| Task goal |
Look through the listing below for the string "SerializationError". Say how many lines hold it, and nothing else.

| Listed records |

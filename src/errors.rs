use axum::{
    http::StatusCode,
    response::{IntoResponse, Response},
    Json,
};
use sea_orm::error::DbErr;
use serde::{Deserialize, Serialize};
use utoipa::ToSchema;

fn current_request_id() -> Option<String> {
    crate::tracing::current_request_id().map(|rid| rid.as_str().to_string())
}

/// Error body returned by every failing endpoint
#[derive(Debug, Serialize, Deserialize, ToSchema)]
#[schema(example = json!({
    "error": "Internal Server Error",
    "message": "Error generating forecast: Empty series: demand data is empty",
    "request_id": "req-abc123xyz",
    "timestamp": "2024-12-09T10:30:00.000Z"
}))]
pub struct ErrorResponse {
    /// HTTP status category
    #[schema(example = "Internal Server Error")]
    pub error: String,
    /// Human-readable error description, including the underlying error text
    pub message: String,
    /// Unique request identifier for support and debugging
    #[serde(skip_serializing_if = "Option::is_none")]
    pub request_id: Option<String>,
    /// RFC 3339 timestamp when the error occurred
    pub timestamp: String,
}

#[derive(Debug, thiserror::Error)]
pub enum ServiceError {
    #[error("Database error: {0}")]
    DatabaseError(#[from] DbErr),

    #[error("Serialization error: {0}")]
    SerializationError(String),

    #[error("Invalid input: {0}")]
    InvalidInput(String),

    #[error("Empty series: {0}")]
    EmptySeries(String),

    #[error("Conversion error: {0}")]
    ConversionError(String),

    #[error("Internal error: {0}")]
    InternalError(String),
}

impl From<serde_json::Error> for ServiceError {
    fn from(err: serde_json::Error) -> Self {
        ServiceError::SerializationError(err.to_string())
    }
}

impl ServiceError {
    /// Convenience constructor for wrapping string-based database errors.
    pub fn database_error_message(message: impl Into<String>) -> Self {
        ServiceError::DatabaseError(DbErr::Custom(message.into()))
    }

    /// Every core failure is request-scoped and reported as a generic 500.
    pub fn status_code(&self) -> StatusCode {
        StatusCode::INTERNAL_SERVER_ERROR
    }

    /// Message placed in the response body; the error text is kept verbatim.
    pub fn response_message(&self) -> String {
        format!("Error generating forecast: {}", self)
    }
}

impl IntoResponse for ServiceError {
    fn into_response(self) -> Response {
        let status = self.status_code();
        let err = ErrorResponse {
            error: status.canonical_reason().unwrap_or("Error").to_string(),
            message: self.response_message(),
            request_id: current_request_id(),
            timestamp: chrono::Utc::now().to_rfc3339(),
        };

        (status, Json(err)).into_response()
    }
}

| Answer section |
2